8) Continue heating the distillation mass initially the pressure gauge will show very low
pressure as most of the steam will be condensed immediately in side the limpet
/jacket to heat the RM.
9) After the distillation mass has been heated to sufficient temp for boil up the pressure
gauge will show relatively high pressure.
10) Check whether boiling of distillation mass is taking place or not in the sight glass of
the reactor /Check the vapour temp is raising.
11) Once the vapour condensation is started, Check the temp of the vent line /Vacuum
line, if it is cold then we can further increase the boil up. If it is warm then we can
bring down the temp by throttling the heating media valve.
12) Calculation of Boil up rate of the system.
If L= 2 (reflux) and D=1 (colln) and the collection rate is 400 Lit /Hr,
The boil up would be = 400 (2+1) = 1200 Lit /Hr.

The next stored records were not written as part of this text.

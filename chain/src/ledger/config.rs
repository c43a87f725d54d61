/// Ledger configuration parameters.
///
/// This includes both protocol-level knobs (e.g. sealing difficulty,
/// identifier shape) and implementation-level limits (e.g. maximum
/// transactions per block).
#[derive(Clone, Debug)]
pub struct LedgerConfig {
    /// Soft limit on the number of transactions per block.
    pub max_block_txs: usize,
    /// Soft limit on the total serialized size of a block, in bytes.
    pub max_block_size_bytes: usize,
    /// Whether mining with an empty pending pool produces a block.
    pub allow_empty_blocks: bool,
    /// Leading zero hex digits required of a block hash.
    ///
    /// Must match on every node. Blocks sealed below the local difficulty
    /// are rejected, and a stored chain sealed under a lower one makes
    /// [`Ledger::open`](super::Ledger::open) fail.
    pub mining_difficulty: usize,
    /// Shortest accepted non-digest identifier.
    pub min_identifier_len: usize,
    /// Longest accepted non-digest identifier.
    pub max_identifier_len: usize,
}

impl Default for LedgerConfig {
    fn default() -> Self {
        Self {
            max_block_txs: 10_000,
            max_block_size_bytes: 1_000_000,
            allow_empty_blocks: true,
            mining_difficulty: 2,
            min_identifier_len: 5,
            max_identifier_len: 64,
        }
    }
}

13) If the boil up rate is lower than the expected values then check whether steam tarps
are working or not, open the by pass valve slightly, after opening the boil up is
satisfactory that means trap is not working.
14)Do the cut changeover as per SOP (when the vapour temp is constant at some fixed
pressure and there is no collection cut changeover is done)

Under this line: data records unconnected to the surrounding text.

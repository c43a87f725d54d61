// chain/src/types/block.rs

//! Block types and hashing.
//!
//! This module defines the core block data structures used by the ledger,
//! together with a canonical hashing routine, the transaction Merkle
//! root, and the cheap nonce puzzle used when sealing a block.
//!
//! The hash preimage is encoded with **bincode 2** using the `serde`
//! integration and an explicit `standard()` config, followed by the
//! little-endian nonce. The same preimage is used by the miner and by
//! every validator, so the encoding must remain stable across nodes.

use serde::{Deserialize, Serialize};
use sha2::{Digest, Sha256};

use super::{BlockHash, Transaction, sha256_hex};

/// Block header: linking, ordering and sealing fields.
#[derive(Clone, Debug, Eq, PartialEq, Serialize, Deserialize)]
#[serde(rename_all = "camelCase")]
pub struct BlockHeader {
    /// Hash of the previous block, or `"-"` for genesis.
    pub previous_block_hash: BlockHash,

    /// Hash of this block's preimage (see [`Block::compute_hash`]).
    pub block_hash: BlockHash,

    /// Nonce found by the sealing puzzle.
    pub nonce: u64,

    /// SHA-256 Merkle root over the transaction hashes.
    pub merkle_root: Option<String>,

    /// Sealing time in milliseconds since Unix epoch.
    pub timestamp: u64,
}

/// Block = index + header + ordered list of transactions.
#[derive(Clone, Debug, Eq, PartialEq, Serialize, Deserialize)]
#[serde(rename_all = "camelCase")]
pub struct Block {
    /// Position in the chain, starting at 0 for genesis.
    pub block_index: u64,
    pub block_header: BlockHeader,
    pub transactions: Vec<Transaction>,
}

/// Header-only view of a block, as listed by block explorers.
#[derive(Clone, Debug, Eq, PartialEq, Serialize, Deserialize)]
#[serde(rename_all = "camelCase")]
pub struct BlockSummary {
    pub block_index: u64,
    pub block_hash: BlockHash,
    pub previous_block_hash: BlockHash,
    pub timestamp: u64,
    pub transaction_count: usize,
}

/// Everything the block hash commits to, except the nonce.
#[derive(Serialize)]
struct HashPreimage<'a> {
    block_index: u64,
    previous_block_hash: &'a BlockHash,
    timestamp: u64,
    merkle_root: &'a Option<String>,
    transactions: &'a [Transaction],
}

impl Block {
    /// Builds the deterministic genesis block.
    ///
    /// Genesis uses timestamp 0 and nonce 0 so that every node derives
    /// the identical block and chains from different nodes share a root.
    pub fn genesis() -> Self {
        let mut block = Block {
            block_index: 0,
            block_header: BlockHeader {
                previous_block_hash: BlockHash::genesis_parent(),
                block_hash: BlockHash::default(),
                nonce: 0,
                merkle_root: Some(merkle_root(&[])),
                timestamp: 0,
            },
            transactions: Vec::new(),
        };
        block.block_header.block_hash = block.compute_hash();
        block
    }

    /// Assembles a block on top of `parent` and seals it.
    ///
    /// The nonce is searched from zero until the hash has `difficulty`
    /// leading zero hex digits. Difficulty is a small constant; this is
    /// not a proof-of-work scheme.
    pub fn seal(
        parent: &Block,
        transactions: Vec<Transaction>,
        timestamp: u64,
        difficulty: usize,
    ) -> Self {
        let mut block = Block {
            block_index: parent.block_index + 1,
            block_header: BlockHeader {
                previous_block_hash: parent.block_header.block_hash.clone(),
                block_hash: BlockHash::default(),
                nonce: 0,
                merkle_root: Some(merkle_root(&transactions)),
                timestamp,
            },
            transactions,
        };

        let base = block.preimage_hasher();
        let mut nonce: u64 = 0;
        loop {
            let hash = Self::finish_hash(base.clone(), nonce);
            if hash.meets_difficulty(difficulty) {
                block.block_header.nonce = nonce;
                block.block_header.block_hash = hash;
                return block;
            }
            nonce = nonce.wrapping_add(1);
        }
    }

    /// Returns the canonical preimage bytes, excluding the nonce.
    ///
    /// # Panics
    ///
    /// Panics if encoding fails. This is considered a programming
    /// error, because all fields are required to be serializable.
    pub fn canonical_bytes(&self) -> Vec<u8> {
        let preimage = HashPreimage {
            block_index: self.block_index,
            previous_block_hash: &self.block_header.previous_block_hash,
            timestamp: self.block_header.timestamp,
            merkle_root: &self.block_header.merkle_root,
            transactions: &self.transactions,
        };
        // Explicit config to avoid relying on any implicit defaults.
        let cfg = bincode::config::standard();
        bincode::serde::encode_to_vec(&preimage, cfg)
            .expect("Block should always be serializable with bincode 2 + serde")
    }

    fn preimage_hasher(&self) -> Sha256 {
        let mut hasher = Sha256::new();
        hasher.update(self.canonical_bytes());
        hasher
    }

    fn finish_hash(mut hasher: Sha256, nonce: u64) -> BlockHash {
        hasher.update(nonce.to_le_bytes());
        BlockHash(hex::encode(hasher.finalize()))
    }

    /// Recomputes this block's hash from its header fields and transactions.
    pub fn compute_hash(&self) -> BlockHash {
        Self::finish_hash(self.preimage_hasher(), self.block_header.nonce)
    }

    /// Recomputes the Merkle root of this block's transactions.
    pub fn compute_merkle_root(&self) -> String {
        merkle_root(&self.transactions)
    }

    pub fn hash(&self) -> &BlockHash {
        &self.block_header.block_hash
    }

    pub fn previous_hash(&self) -> &BlockHash {
        &self.block_header.previous_block_hash
    }

    pub fn is_genesis(&self) -> bool {
        self.block_index == 0
    }

    pub fn summary(&self) -> BlockSummary {
        BlockSummary {
            block_index: self.block_index,
            block_hash: self.block_header.block_hash.clone(),
            previous_block_hash: self.block_header.previous_block_hash.clone(),
            timestamp: self.block_header.timestamp,
            transaction_count: self.transactions.len(),
        }
    }

    /// Pseudonymous identifiers voting in this block, in order.
    pub fn identifiers(&self) -> impl Iterator<Item = &str> {
        self.transactions.iter().map(|tx| tx.identifier())
    }
}

/// SHA-256 Merkle root over transaction hashes.
///
/// Each level hashes the concatenated hex of adjacent pairs; an odd node
/// is paired with itself. An empty list hashes the empty string.
pub fn merkle_root(transactions: &[Transaction]) -> String {
    if transactions.is_empty() {
        return sha256_hex(b"");
    }

    let mut level: Vec<String> = transactions
        .iter()
        .map(|tx| tx.transaction_hash.0.clone())
        .collect();

    while level.len() > 1 {
        level = level
            .chunks(2)
            .map(|pair| {
                let left = &pair[0];
                let right = pair.get(1).unwrap_or(left);
                sha256_hex(format!("{left}{right}").as_bytes())
            })
            .collect();
    }

    level.remove(0)
}

#[cfg(test)]
mod tests {
    use super::*;
    use crate::types::VoteData;

    fn dummy_tx(identifier: &str, timestamp: u64) -> Transaction {
        Transaction::new(
            VoteData {
                identifier: identifier.to_string(),
                electoral_id: "aa".to_string(),
                electoral_id_iv: "bb".to_string(),
                choice_code: "cc".to_string(),
                choice_code_iv: "dd".to_string(),
                secret: String::new(),
            },
            timestamp,
        )
    }

    #[test]
    fn genesis_is_deterministic() {
        let a = Block::genesis();
        let b = Block::genesis();

        assert_eq!(a, b);
        assert_eq!(a.block_index, 0);
        assert_eq!(a.previous_hash().as_str(), "-");
        assert!(a.hash().is_well_formed());
        assert_eq!(a.compute_hash(), *a.hash());
    }

    #[test]
    fn sealed_block_links_to_parent_and_meets_difficulty() {
        let genesis = Block::genesis();
        let block = Block::seal(&genesis, vec![dummy_tx("voter-0001", 5)], 1_000, 2);

        assert_eq!(block.block_index, 1);
        assert_eq!(block.previous_hash(), genesis.hash());
        assert!(block.hash().meets_difficulty(2));
        assert_eq!(block.compute_hash(), *block.hash());
        assert_eq!(
            block.block_header.merkle_root.as_deref(),
            Some(block.compute_merkle_root().as_str())
        );
    }

    #[test]
    fn changing_a_transaction_changes_the_hash() {
        let genesis = Block::genesis();
        let mut block = Block::seal(&genesis, vec![dummy_tx("voter-0001", 5)], 1_000, 1);
        let original = block.hash().clone();

        block.transactions[0] = dummy_tx("voter-0002", 5);
        assert_ne!(block.compute_hash(), original);
    }

    #[test]
    fn merkle_root_handles_odd_leaf_counts() {
        let one = vec![dummy_tx("a-0001", 1)];
        let three = vec![dummy_tx("a-0001", 1), dummy_tx("b-0002", 2), dummy_tx("c-0003", 3)];

        assert_eq!(merkle_root(&one), one[0].transaction_hash.0);
        let root = merkle_root(&three);
        assert_eq!(root.len(), 64);
        assert_ne!(root, merkle_root(&three[..2]));
    }
}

15) Same is thing is repeated for the remaining cuts.
TROUBLE SHOOTING:
1. Pressure drop more :
The vapor line or equalization or vacuum line gets restricted.
2. Reactor pressure increases:
The column bottom reflux is not taking place through the reflux line but through the
vapor line.
3. Vacuum problems.
4. Boil ups:
Check for the steam condensate. Measure the steam condensate rate and check for the
boil up. Usually the latent heat is taken as 100 Kcal/Kg for organic compounds.
5. Sublimation problem :
For avoiding this, following solutions are there;
i)
Provide baroleg and avoid vacuum in collection tanks so that there will be no
sublimation.
ii)
Increase the pressure in the system there by sublimation temp. Increases and
thereby avoid sublimation.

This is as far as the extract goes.